(SOURCE DATA)

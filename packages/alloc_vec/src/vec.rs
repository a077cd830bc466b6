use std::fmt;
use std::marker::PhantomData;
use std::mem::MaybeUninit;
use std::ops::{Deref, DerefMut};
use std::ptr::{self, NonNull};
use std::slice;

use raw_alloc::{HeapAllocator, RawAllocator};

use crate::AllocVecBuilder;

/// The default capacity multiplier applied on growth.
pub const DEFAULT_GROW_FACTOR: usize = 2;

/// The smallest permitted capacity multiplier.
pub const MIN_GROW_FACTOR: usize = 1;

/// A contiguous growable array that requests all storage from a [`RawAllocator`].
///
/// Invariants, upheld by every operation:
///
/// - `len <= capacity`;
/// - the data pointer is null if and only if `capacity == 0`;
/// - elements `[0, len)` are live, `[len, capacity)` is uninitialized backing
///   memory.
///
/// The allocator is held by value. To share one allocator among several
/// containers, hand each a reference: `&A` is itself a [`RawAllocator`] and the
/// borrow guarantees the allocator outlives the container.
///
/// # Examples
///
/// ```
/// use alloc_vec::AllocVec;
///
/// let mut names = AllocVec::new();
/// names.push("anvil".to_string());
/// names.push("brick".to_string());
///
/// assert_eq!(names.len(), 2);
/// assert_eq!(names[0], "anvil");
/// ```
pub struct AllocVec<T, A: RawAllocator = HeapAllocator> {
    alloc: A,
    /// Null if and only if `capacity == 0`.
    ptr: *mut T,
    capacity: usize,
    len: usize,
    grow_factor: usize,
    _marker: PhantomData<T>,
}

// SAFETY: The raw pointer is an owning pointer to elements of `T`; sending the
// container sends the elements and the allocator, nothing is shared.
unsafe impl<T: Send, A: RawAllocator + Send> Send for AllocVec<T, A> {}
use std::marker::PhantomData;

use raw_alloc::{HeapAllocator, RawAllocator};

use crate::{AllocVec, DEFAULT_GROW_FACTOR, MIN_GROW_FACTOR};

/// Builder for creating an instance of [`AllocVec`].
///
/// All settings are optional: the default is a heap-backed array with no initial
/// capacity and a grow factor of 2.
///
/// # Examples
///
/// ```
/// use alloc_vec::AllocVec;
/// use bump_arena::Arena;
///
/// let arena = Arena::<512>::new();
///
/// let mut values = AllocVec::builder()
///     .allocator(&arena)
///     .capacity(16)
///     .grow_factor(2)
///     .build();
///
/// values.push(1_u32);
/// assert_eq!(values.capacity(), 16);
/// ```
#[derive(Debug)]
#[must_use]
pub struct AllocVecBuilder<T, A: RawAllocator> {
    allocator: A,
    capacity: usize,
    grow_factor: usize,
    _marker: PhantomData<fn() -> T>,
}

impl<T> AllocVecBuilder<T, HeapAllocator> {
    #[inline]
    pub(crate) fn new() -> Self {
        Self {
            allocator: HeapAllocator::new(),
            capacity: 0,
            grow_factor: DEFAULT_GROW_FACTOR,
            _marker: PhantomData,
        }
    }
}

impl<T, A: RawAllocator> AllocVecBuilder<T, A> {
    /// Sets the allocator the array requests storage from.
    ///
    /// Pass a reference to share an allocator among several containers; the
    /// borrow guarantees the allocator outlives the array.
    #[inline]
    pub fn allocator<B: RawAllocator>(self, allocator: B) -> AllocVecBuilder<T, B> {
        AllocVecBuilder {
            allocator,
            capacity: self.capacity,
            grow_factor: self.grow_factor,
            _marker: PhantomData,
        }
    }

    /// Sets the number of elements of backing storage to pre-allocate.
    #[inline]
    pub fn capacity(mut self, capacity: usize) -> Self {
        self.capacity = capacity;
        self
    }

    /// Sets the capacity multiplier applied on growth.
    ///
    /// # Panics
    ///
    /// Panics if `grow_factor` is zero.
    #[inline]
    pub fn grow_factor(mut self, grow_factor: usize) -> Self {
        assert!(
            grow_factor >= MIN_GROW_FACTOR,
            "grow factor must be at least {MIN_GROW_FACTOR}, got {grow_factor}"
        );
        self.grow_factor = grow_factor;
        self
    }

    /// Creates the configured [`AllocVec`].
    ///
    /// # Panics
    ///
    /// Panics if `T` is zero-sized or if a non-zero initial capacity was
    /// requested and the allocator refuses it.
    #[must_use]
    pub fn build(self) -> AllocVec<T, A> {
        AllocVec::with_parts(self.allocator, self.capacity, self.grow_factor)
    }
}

(End SOURCE DATA)

**ASSIGNMENT:**
Go through the listing above and list every line that has the word "anvil".

**WRITTEN SOLUTION:**
/// names.push("anvil".to_string());
/// assert_eq!(names[0], "anvil");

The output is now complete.